What is required: Check every line of the listing below for "ApiError", and report how many lines have it, as a number with nothing more.

↓

//! # アプリケーション設定
//!
//! 環境変数から起動時に一度だけ設定を読み込む。
//!
//! ## 環境変数一覧
//!
//! | 変数名 | 必須 | デフォルト | 説明 |
//! |--------|------|------------|------|
//! | `API_HOST` | No | `0.0.0.0` | バインドアドレス |
//! | `API_PORT` | No | `8080` | ポート番号 |
//! | `ROOT_API_KEY` | **Yes** | - | `/api/emails` の認証トークン |
//! | `PROVIDERS_VALUE` | No | - | プロバイダ設定の JSON 配列（`PROVIDERS_FILE` より優先） |
//! | `PROVIDERS_FILE` | No | `./providers.json` | プロバイダ設定ファイルのパス |
//! | `QSTASH` | No | `false` | `true` / `1` で `/api/qstash` を有効化 |
//! | `QSTASH_CURRENT_SIGNING_KEY` | `QSTASH` 有効時 | - | current 署名鍵 |
//! | `QSTASH_NEXT_SIGNING_KEY` | `QSTASH` 有効時 | - | next 署名鍵 |
//! | `QSTASH_URL` | No | - | 設定時は `sub` クレームがこの URL と一致すること |

use std::{env, path::PathBuf};

use mailswitch_infra::{SecretString, SignatureVerifier};
use thiserror::Error;

const DEFAULT_HOST: &str = "0.0.0.0";
const DEFAULT_PORT: u16 = 8080;
const DEFAULT_PROVIDERS_FILE: &str = "./providers.json";

/// 起動時の設定エラー
#[derive(Debug, Error)]
pub enum ConfigError {
    #[error("環境変数 {0} が設定されていません")]
    Missing(&'static str),

    #[error("環境変数 {name} の値が不正です: {message}")]
    Invalid {
        name:    &'static str,
        message: String,
    },

    #[error("プロバイダ設定ファイル {path} を読み込めません: {source}")]
    ProvidersFile {
        path:   PathBuf,
        #[source]
        source: std::io::Error,
    },
}

/// プロバイダ設定の取得元
#[derive(Debug, Clone, PartialEq, Eq)]
pub enum ProvidersSource {
    /// `PROVIDERS_VALUE` に直接書かれた JSON
    Inline(String),
    /// `PROVIDERS_FILE` のパス
    File(PathBuf),
}

impl ProvidersSource {
    /// JSON 文字列を読み込む
    pub fn load(&self) -> Result<String, ConfigError> {
        match self {
            Self::Inline(value) => Ok(value.clone()),
            Self::File(path) => {
                std::fs::read_to_string(path).map_err(|source| ConfigError::ProvidersFile {
                    path: path.clone(),
                    source,
                })
            }
        }
    }
}

/// QStash Webhook の設定
#[derive(Debug, Clone)]
pub struct QStashConfig {
    pub current_signing_key: SecretString,
    pub next_signing_key:    SecretString,
    /// `sub` クレームと照合する配信先 URL
    pub url:                 Option<String>,
}

impl QStashConfig {
    pub fn verifier(&self) -> SignatureVerifier {
        let verifier = SignatureVerifier::new(
            self.current_signing_key.clone(),
            self.next_signing_key.clone(),
        );
        match &self.url {
            Some(url) => verifier.with_expected_url(url.clone()),
            None => verifier,
        }
    }
}

/// API サーバーの設定
///
/// 起動時に一度だけ構築し、ルーター構築に渡す。
/// 秘匿値は [`SecretString`] で保持するため、`Debug` 出力しても漏れない。
#[derive(Debug, Clone)]
pub struct ApiConfig {
    pub host:         String,
    pub port:         u16,
    pub root_api_key: SecretString,
    pub providers:    ProvidersSource,
    /// `None` なら `/api/qstash` を公開しない
    pub qstash:       Option<QStashConfig>,
}

impl ApiConfig {
    /// 環境変数から設定を読み込む
    pub fn from_env() -> Result<Self, ConfigError> {
        Self::from_lookup(|name| env::var(name).ok())
    }

    /// 任意の変数取得関数から設定を読み込む
    ///
    /// 空白のみの値は未設定として扱う。
    pub fn from_lookup(lookup: impl Fn(&str) -> Option<String>) -> Result<Self, ConfigError> {
        let get = |name: &str| lookup(name).filter(|value| !value.trim().is_empty());

        let host = get("API_HOST").unwrap_or_else(|| DEFAULT_HOST.to_string());
        let port = match get("API_PORT") {
            Some(value) => value.trim().parse().map_err(|e| ConfigError::Invalid {
                name:    "API_PORT",
                message: format!("{value:?}: {e}"),
            })?,
            None => DEFAULT_PORT,
        };

        let root_api_key = get("ROOT_API_KEY")
            .map(SecretString::from)
            .ok_or(ConfigError::Missing("ROOT_API_KEY"))?;

        let providers = match get("PROVIDERS_VALUE") {
            Some(value) => ProvidersSource::Inline(value),
            None => ProvidersSource::File(PathBuf::from(
                get("PROVIDERS_FILE").unwrap_or_else(|| DEFAULT_PROVIDERS_FILE.to_string()),
            )),
        };

        let qstash_enabled = get("QSTASH").is_some_and(|value| is_enabled(&value));
        let qstash = if qstash_enabled {
            Some(QStashConfig {
                current_signing_key: get("QSTASH_CURRENT_SIGNING_KEY")
                    .map(SecretString::from)
                    .ok_or(ConfigError::Missing("QSTASH_CURRENT_SIGNING_KEY"))?,
                next_signing_key:    get("QSTASH_NEXT_SIGNING_KEY")
                    .map(SecretString::from)
                    .ok_or(ConfigError::Missing("QSTASH_NEXT_SIGNING_KEY"))?,
                url:                 get("QSTASH_URL"),
            })
        } else {
            None
        };

        Ok(Self {
            host,
            port,
            root_api_key,
            providers,
            qstash,
        })
    }
}

/// `true` / `1`（大文字小文字を区別しない）
fn is_enabled(value: &str) -> bool {
    let value = value.trim();
    value == "1" || value.eq_ignore_ascii_case("true")
}
//! # ヘルスチェックハンドラ
//!
//! - `/health`: Liveness Check（常に `"healthy"` を返す）
//! - `/health/ready`: Readiness Check（配信に使えるトランスポートが 1 つ以上あるか）
//!
//! レスポンス型は [`mailswitch_shared::HealthResponse`] / [`mailswitch_shared::ReadinessResponse`] を参照。

use std::{collections::HashMap, sync::Arc};

use axum::{Json, extract::State, http::StatusCode, response::IntoResponse};
use mailswitch_shared::{CheckStatus, HealthResponse, ReadinessResponse, ReadinessStatus};

use crate::app_builder::AppState;

pub async fn health_check() -> Json<HealthResponse> {
    Json(HealthResponse {
        status:  "healthy".to_string(),
        version: env!("CARGO_PKG_VERSION").to_string(),
    })
}

/// トランスポートが 1 つもなければ 503
pub async fn readiness_check(State(state): State<Arc<AppState>>) -> impl IntoResponse {
    let transports = if state.switch.is_empty() {
        tracing::warn!("readiness check: 有効なトランスポートがありません");
        CheckStatus::Error
    } else {
        CheckStatus::Ok
    };

    let response =
        ReadinessResponse::from_checks(HashMap::from([("transports".to_string(), transports)]));
    let http_status = match response.status {
        ReadinessStatus::Ready => StatusCode::OK,
        ReadinessStatus::NotReady => StatusCode::SERVICE_UNAVAILABLE,
    };

    (http_status, Json(response))
}
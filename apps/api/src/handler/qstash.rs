//! # QStash Webhook ハンドラ
//!
//! `POST /api/qstash`。`QSTASH` が有効な場合のみルーティングされる。
//!
//! 署名はボディのハッシュに紐付いているため、ボディは JSON として解釈する前の
//! 生バイト列のまま検証する。

use std::sync::Arc;

use axum::{
    body::Bytes,
    extract::State,
    http::{HeaderMap, StatusCode},
};

use super::{deliver, parse_email};
use crate::{app_builder::AppState, error::ApiError};

/// 署名トークンを運ぶヘッダー
pub const UPSTASH_SIGNATURE: &str = "upstash-signature";

/// QStash Webhook エンドポイント
///
/// - 200: 署名が正しく、いずれかのプロバイダで配信成功
/// - 400: 署名ヘッダーがない、署名検証に失敗、またはボディ不正
/// - 500: 全プロバイダで配信失敗
#[tracing::instrument(skip_all)]
pub async fn receive_qstash(
    State(state): State<Arc<AppState>>,
    headers: HeaderMap,
    body: Bytes,
) -> Result<StatusCode, ApiError> {
    let verifier = state.verifier.as_ref().ok_or(ApiError::InvalidSignature)?;

    let Some(token) = headers
        .get(UPSTASH_SIGNATURE)
        .and_then(|value| value.to_str().ok())
    else {
        tracing::warn!("Upstash-Signature ヘッダーがありません");
        return Err(ApiError::InvalidSignature);
    };

    if !verifier.verify(token, &body).is_accepted() {
        return Err(ApiError::InvalidSignature);
    }

    let email = parse_email(&body)?;
    deliver(&state.switch, &email).await
}
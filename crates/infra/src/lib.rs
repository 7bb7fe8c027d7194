//! # MailSwitch インフラ層
//!
//! 外部のメール配信サービスとの通信と、Webhook 署名の検証を担当する。
//!
//! ## 責務
//!
//! - **トランスポート**: Resend / SendGrid / Brevo の HTTP API と SMTP による 1 通の配信
//! - **プロバイダレジストリ**: JSON 設定からトランスポート列を組み立てる
//! - **フェイルオーバー**: [`EmailSwitch`] が設定順にトランスポートを試し、最初の成功で止まる
//! - **署名検証**: QStash の `Upstash-Signature` トークンを current / next の 2 鍵で検証する
//!
//! ## 依存関係
//!
//! ```text
//! api → infra → domain
//! ```
//!
//! ## 使用例
//!
//! ```rust,ignore
//! use mailswitch_infra::ProviderRegistry;
//!
//! let document = serde_json::json!([{ "id": "test" }]);
//! let switch = ProviderRegistry::with_builtin_providers().build_switch(&document)?;
//! let delivered = switch.send(&message).await;
//! ```

pub mod error;
#[cfg(any(test, feature = "test-utils"))]
pub mod mock;
pub mod registry;
pub mod secret;
pub mod signature;
pub mod switch;
pub mod transport;

pub use error::{InfraError, InfraErrorKind, SignatureError, TransportError};
pub use registry::ProviderRegistry;
pub use secret::SecretString;
pub use signature::{SignatureVerifier, VerificationResult, verify_signature};
pub use switch::EmailSwitch;
pub use transport::EmailTransport;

↑

Answer area: 5